Посреди усеянного звездами пространства Роберт увидел собрание мужей, облаченных в дорогие одежды богатых негоциантов. Они двигались в торжественном, размеренном танце, ступая босыми ступнями по сверкающему металлическому настилу. Они ступали след в след друг другу, и, когда поднимали при шаге ногу, можно было увидеть, что настил, по которому они ходили, водя свой хоровод, состоял из блестящих ножей, торчавших остриями вверх. Иногда тот или другой наклонялся и проводил по лезвию, пробуя, насколько оно остро, листом бумаги, который разрезался пополам. Но их ступням этот настил из многочисленных ножей как будто не причинял страданий, и длинные языки пламени, бившие им в лицо, казалось, были им не страшны.
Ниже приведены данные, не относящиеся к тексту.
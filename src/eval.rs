//! Rigorous evaluation framework inspired by Protocol Labs' Gossipsub v1.1 Report.
//!
//! Key metrics:
//! - Delivery Rate: % of messages reaching all intended recipients
//! - Delivery Latency: CDF, percentiles (p50, p90, p99, p999)
//! - Convergence Time: time until all nodes have consistent state
//! - Energy Efficiency: mAh consumed per successful message delivery
//! - Recovery Time: time to recover from fault injection

use std::time::{Duration, Instant};
use serde::{Deserialize, Serialize};

/// Collected during a single evaluation run
#[derive(Debug, Clone, Serialize, Deserialize)]
pub struct EvalRun {
    pub scenario: String,
    pub node_count: usize,
    pub duration: Duration,
    pub delivery: DeliveryMetrics,
    pub energy: EnergyMetrics,
    pub consistency: ConsistencyMetrics,
    pub fault_events: Vec<FaultEvent>,
}

#[derive(Debug, Clone, Default, Serialize, Deserialize)]
pub struct DeliveryMetrics {
    pub messages_published: u64,
    /// Total node-deliveries (each node receiving a message counts as 1)
    pub messages_delivered: u64,
    /// Expected total deliveries (messages_published * node_count)
    pub expected_deliveries: u64,
    /// Latency samples in microseconds
    pub latencies_us: Vec<u64>,
}

impl DeliveryMetrics {
    /// True delivery rate: fraction of expected deliveries achieved
    pub fn delivery_rate(&self) -> f64 {
        if self.expected_deliveries == 0 {
            return 0.0;
        }
        (self.messages_delivered as f64 / self.expected_deliveries as f64).min(1.0)
    }

    /// Compute percentile from latency samples
    pub fn percentile(&self, p: f64) -> Option<Duration> {
        if self.latencies_us.is_empty() {
            return None;
        }
        let mut sorted = self.latencies_us.clone();
        sorted.sort_unstable();
        let idx = ((p / 100.0) * (sorted.len() - 1) as f64).round() as usize;
        Some(Duration::from_micros(sorted[idx]))
    }

    pub fn p50(&self) -> Option<Duration> { self.percentile(50.0) }
    pub fn p90(&self) -> Option<Duration> { self.percentile(90.0) }
    pub fn p99(&self) -> Option<Duration> { self.percentile(99.0) }
    pub fn p999(&self) -> Option<Duration> { self.percentile(99.9) }

    /// CDF: returns (latency_bucket_us, cumulative_fraction) pairs
    pub fn cdf(&self, buckets: usize) -> Vec<(u64, f64)> {
        if self.latencies_us.is_empty() {
            return vec![];
        }
        let mut sorted = self.latencies_us.clone();
        sorted.sort_unstable();
        let max = *sorted.last().unwrap();
        let step = (max / buckets as u64).max(1);
        
        let mut result = Vec::with_capacity(buckets);
        let n = sorted.len() as f64;
        
        for i in 0..buckets {
            let threshold = (i as u64 + 1) * step;
            let count = sorted.iter().filter(|&&x| x <= threshold).count();
            result.push((threshold, count as f64 / n));
        }
        result
    }
}

#[derive(Debug, Clone, Default, Serialize, Deserialize)]
pub struct EnergyMetrics {
    /// Total mAh consumed across all nodes
    pub total_mah_consumed: f32,
    /// mAh consumed per successfully delivered message
    pub mah_per_delivery: f32,
    /// Number of nodes that exhausted energy
    pub nodes_exhausted: usize,
    /// Energy score distribution at end (sorted)
    pub final_energy_scores: Vec<f32>,
}

impl EnergyMetrics {
    pub fn efficiency_ratio(&self) -> f32 {
        if self.total_mah_consumed == 0.0 {
            return 0.0;
        }
        // Higher is better: deliveries per mAh
        1.0 / self.mah_per_delivery.max(0.001)
    }

    /// Gini coefficient of energy distribution (0 = equal, 1 = maximally unequal)
    pub fn energy_gini(&self) -> f32 {
        if self.final_energy_scores.is_empty() {
            return 0.0;
        }
        let n = self.final_energy_scores.len() as f32;
        let mean = self.final_energy_scores.iter().sum::<f32>() / n;
        if mean == 0.0 {
            return 0.0;
        }
        
        let mut sum_diff = 0.0;
        for &xi in &self.final_energy_scores {
            for &xj in &self.final_energy_scores {
                sum_diff += (xi - xj).abs();
            }
        }
        sum_diff / (2.0 * n * n * mean)
    }
}

#[derive(Debug, Clone, Default, Serialize, Deserialize)]
pub struct ConsistencyMetrics {
    /// Time until all nodes had same state (None if never converged)
    pub convergence_time: Option<Duration>,
    /// Number of state reconciliation rounds needed
    pub reconciliation_rounds: u32,
    /// Maximum state divergence observed (e.g., missing messages)
    pub max_divergence: usize,
    /// Shannon entropy of state distribution at end (0 = all same, higher = more divergent)
    pub final_entropy: f64,
}

impl ConsistencyMetrics {
    pub fn converged(&self) -> bool {
        self.convergence_time.is_some()
    }

    /// Calculate Shannon Entropy of message distribution across nodes
    pub fn calculate_entropy(node_message_counts: &[usize], total_messages: usize) -> f64 {
        if total_messages == 0 || node_message_counts.is_empty() {
            return 0.0;
        }
        
        let n = node_message_counts.len() as f64;
        let mut entropy = 0.0;
        
        for &count in node_message_counts {
            // Probability that a randomly chosen message-node pair is this node
            let p = count as f64 / (total_messages as f64 * n);
            if p > 0.0 {
                entropy -= p * p.log2();
            }
        }
        entropy
    }
}

#[derive(Debug, Clone, Serialize, Deserialize)]
pub enum FaultType {
    /// Network partition between two groups
    Partition { group_a: Vec<String>, group_b: Vec<String> },
    /// Node crashes (stops responding)
    NodeCrash { node_ids: Vec<String> },
    /// Message degradation (drop probability)
    Degradation { drop_probability: f32 },
    /// Network heals after partition
    PartitionHeal,
    /// Node recovers from crash
    NodeRecover { node_ids: Vec<String> },
}

#[derive(Debug, Clone, Serialize, Deserialize)]
pub struct FaultEvent {
    pub time: Duration,
    pub fault: FaultType,
}

/// Evaluation scenario configuration
#[derive(Debug, Clone)]
pub struct EvalScenario {
    pub name: String,
    pub node_count: usize,
    pub publisher_count: usize,
    pub message_rate_per_sec: f32,
    pub message_size_bytes: usize,
    pub duration: Duration,
    pub warmup: Duration,
    pub cooldown: Duration,
    pub fault_schedule: Vec<FaultEvent>,
    /// Percentage of nodes starting with low energy
    pub low_energy_percentage: f32,
    /// Sybil:honest ratio (0 = no sybils)
    pub sybil_ratio: f32,
}

impl Default for EvalScenario {
    fn default() -> Self {
        Self {
            name: "baseline".to_string(),
            node_count: 100,
            publisher_count: 10,
            message_rate_per_sec: 10.0,
            message_size_bytes: 2048,
            duration: Duration::from_secs(60),
            warmup: Duration::from_secs(10),
            cooldown: Duration::from_secs(10),
            fault_schedule: vec![],
            low_energy_percentage: 0.0,
            sybil_ratio: 0.0,
        }
    }
}

impl EvalScenario {
    pub fn baseline(node_count: usize) -> Self {
        Self {
            name: "baseline".to_string(),
            node_count,
            publisher_count: node_count / 10,
            ..Default::default()
        }
    }

    /// Percolation threshold test: sweep dead node percentages
    pub fn percolation_sweep() -> Vec<Self> {
        vec![0, 10, 20, 30, 40, 50, 60, 70, 80, 90]
            .into_iter()
            .map(|pct| Self {
                name: format!("percolation_{}pct_dead", pct),
                low_energy_percentage: pct as f32,
                ..Default::default()
            })
            .collect()
    }

    /// Network degradation attack (like Gossipsub report)
    pub fn degradation_attack(drop_probability: f32) -> Self {
        let inject_time = Duration::from_secs(20);
        Self {
            name: format!("degradation_{:.0}pct", drop_probability * 100.0),
            fault_schedule: vec![FaultEvent {
                time: inject_time,
                fault: FaultType::Degradation { drop_probability },
            }],
            ..Default::default()
        }
    }

    /// Network partition scenario
    pub fn partition_test() -> Self {
        Self {
            name: "network_partition".to_string(),
            fault_schedule: vec![
                FaultEvent {
                    time: Duration::from_secs(20),
                    fault: FaultType::Partition {
                        group_a: (0..50).map(|i| format!("node_{}", i)).collect(),
                        group_b: (50..100).map(|i| format!("node_{}", i)).collect(),
                    },
                },
                FaultEvent {
                    time: Duration::from_secs(40),
                    fault: FaultType::PartitionHeal,
                },
            ],
            ..Default::default()
        }
    }

    /// Cold boot attack (all nodes start together under Sybil pressure)
    pub fn cold_boot_attack(sybil_ratio: f32) -> Self {
        Self {
            name: format!("cold_boot_{}x_sybil", sybil_ratio as u32),
            sybil_ratio,
            warmup: Duration::ZERO, // No warmup - attack from start
            ..Default::default()
        }
    }
}

/// Collector for metrics during evaluation
#[derive(Debug, Default)]
pub struct MetricsCollector {
    start_time: Option<Instant>,
    delivery: DeliveryMetrics,
    energy_samples: Vec<(Duration, Vec<f32>)>,
    consistency_samples: Vec<(Duration, usize)>, // (time, divergence count)
    fault_events: Vec<FaultEvent>,
}

impl MetricsCollector {
    pub fn new() -> Self {
        Self {
            start_time: Some(Instant::now()),
            ..Default::default()
        }
    }

    /// Set expected deliveries based on message count and node count
    pub fn set_expected_deliveries(&mut self, node_count: usize) {
        self.delivery.expected_deliveries = 
            self.delivery.messages_published * node_count as u64;
    }

    pub fn record_publish(&mut self, node_count: usize) {
        self.delivery.messages_published += 1;
        self.delivery.expected_deliveries += node_count as u64;
    }

    pub fn record_delivery(&mut self, latency: Duration) {
        self.delivery.messages_delivered += 1;
        self.delivery.latencies_us.push(latency.as_micros() as u64);
    }

    pub fn record_energy_snapshot(&mut self, scores: Vec<f32>) {
        let elapsed = self.start_time.map(|s| s.elapsed()).unwrap_or_default();
        self.energy_samples.push((elapsed, scores));
    }

    pub fn record_consistency(&mut self, divergence_count: usize) {
        let elapsed = self.start_time.map(|s| s.elapsed()).unwrap_or_default();
        self.consistency_samples.push((elapsed, divergence_count));
    }

    pub fn record_fault(&mut self, fault: FaultType) {
        let elapsed = self.start_time.map(|s| s.elapsed()).unwrap_or_default();
        self.fault_events.push(FaultEvent { time: elapsed, fault });
    }

    pub fn finalize(self, scenario: &EvalScenario, mah_consumed: f32) -> EvalRun {
        let final_scores = self.energy_samples.last()
            .map(|(_, s)| s.clone())
            .unwrap_or_default();
        
        let nodes_exhausted = final_scores.iter().filter(|&&s| s < 0.1).count();
        
        let mah_per_delivery = if self.delivery.messages_delivered > 0 {
            mah_consumed / self.delivery.messages_delivered as f32
        } else {
            0.0
        };

        // Find convergence time (first time divergence hit 0)
        let convergence_time = self.consistency_samples.iter()
            .find(|(_, div)| *div == 0)
            .map(|(t, _)| *t);

        // Calculate final entropy
        let final_entropy = if let Some((_, last_div)) = self.consistency_samples.last() {
            if *last_div == 0 { 0.0 } else { (*last_div as f64).ln() }
        } else {
            0.0
        };

        EvalRun {
            scenario: scenario.name.clone(),
            node_count: scenario.node_count,
            duration: self.start_time.map(|s| s.elapsed()).unwrap_or_default(),
            delivery: self.delivery,
            energy: EnergyMetrics {
                total_mah_consumed: mah_consumed,
                mah_per_delivery,
                nodes_exhausted,
                final_energy_scores: final_scores,
            },
            consistency: ConsistencyMetrics {
                convergence_time,
                reconciliation_rounds: self.consistency_samples.len() as u32,
                max_divergence: self.consistency_samples.iter().map(|(_, d)| *d).max().unwrap_or(0),
                final_entropy,
            },
            fault_events: self.fault_events,
        }
    }
}

/// Summary statistics across multiple runs
#[derive(Debug, Clone, Serialize, Deserialize)]
pub struct EvalSummary {
    pub scenario: String,
    pub runs: usize,
    pub delivery_rate_mean: f64,
    pub delivery_rate_std: f64,
    pub p99_latency_mean_us: f64,
    pub convergence_rate: f64, // % of runs that converged
    pub energy_efficiency_mean: f32,
    pub nodes_exhausted_mean: f64,
}

impl EvalSummary {
    pub fn from_runs(runs: &[EvalRun]) -> Option<Self> {
        if runs.is_empty() {
            return None;
        }

        let scenario = runs[0].scenario.clone();
        let n = runs.len() as f64;

        let delivery_rates: Vec<f64> = runs.iter().map(|r| r.delivery.delivery_rate()).collect();
        let delivery_rate_mean = delivery_rates.iter().sum::<f64>() / n;
        let delivery_rate_std = (delivery_rates.iter()
            .map(|r| (r - delivery_rate_mean).powi(2))
            .sum::<f64>() / n)
            .sqrt();

        let p99s: Vec<f64> = runs.iter()
            .filter_map(|r| r.delivery.p99())
            .map(|d| d.as_micros() as f64)
            .collect();
        let p99_latency_mean_us = if p99s.is_empty() { 0.0 } else {
            p99s.iter().sum::<f64>() / p99s.len() as f64
        };

        let convergence_rate = runs.iter()
            .filter(|r| r.consistency.converged())
            .count() as f64 / n;

        let efficiencies: Vec<f32> = runs.iter().map(|r| r.energy.efficiency_ratio()).collect();
        let energy_efficiency_mean = efficiencies.iter().sum::<f32>() / n as f32;

        let exhausted: Vec<f64> = runs.iter().map(|r| r.energy.nodes_exhausted as f64).collect();
        let nodes_exhausted_mean = exhausted.iter().sum::<f64>() / n;

        Some(Self {
            scenario,
            runs: runs.len(),
            delivery_rate_mean,
            delivery_rate_std,
            p99_latency_mean_us,
            convergence_rate,
            energy_efficiency_mean,
            nodes_exhausted_mean,
        })
    }
}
Их взгляды были устремлены внутрь себя; они склоняли головы и улыбались в ответ своим мыслям. Под ногами у них не было твердой опоры, но воздух, казалось, служил им лучше любого другого надежного основания.
Они протягивали руки в сумрак ночи и ловили звезды, как будто играли в мяч; словно звездный дождь, сыпались из их ладоней искры метеоров, и нити жизни протягивались от одного мира планет к другому.
Это были Тридцать три хранителя мира, Тридцать три хранителя золотых весов, которые, как он уже знал от Мастера Магуса, обозревали из горного замка Префекта движение человечества. Вот они прервали свой торжественный танец и игру в звезды, в которую их вовлекло божественное веселье, и вернулись, почерпнув новые силы из мироздания, в помещение с купольным сводом, где колебались плоские чаши мировых весов, невидимыми нитями связанные с бесконечным пространством.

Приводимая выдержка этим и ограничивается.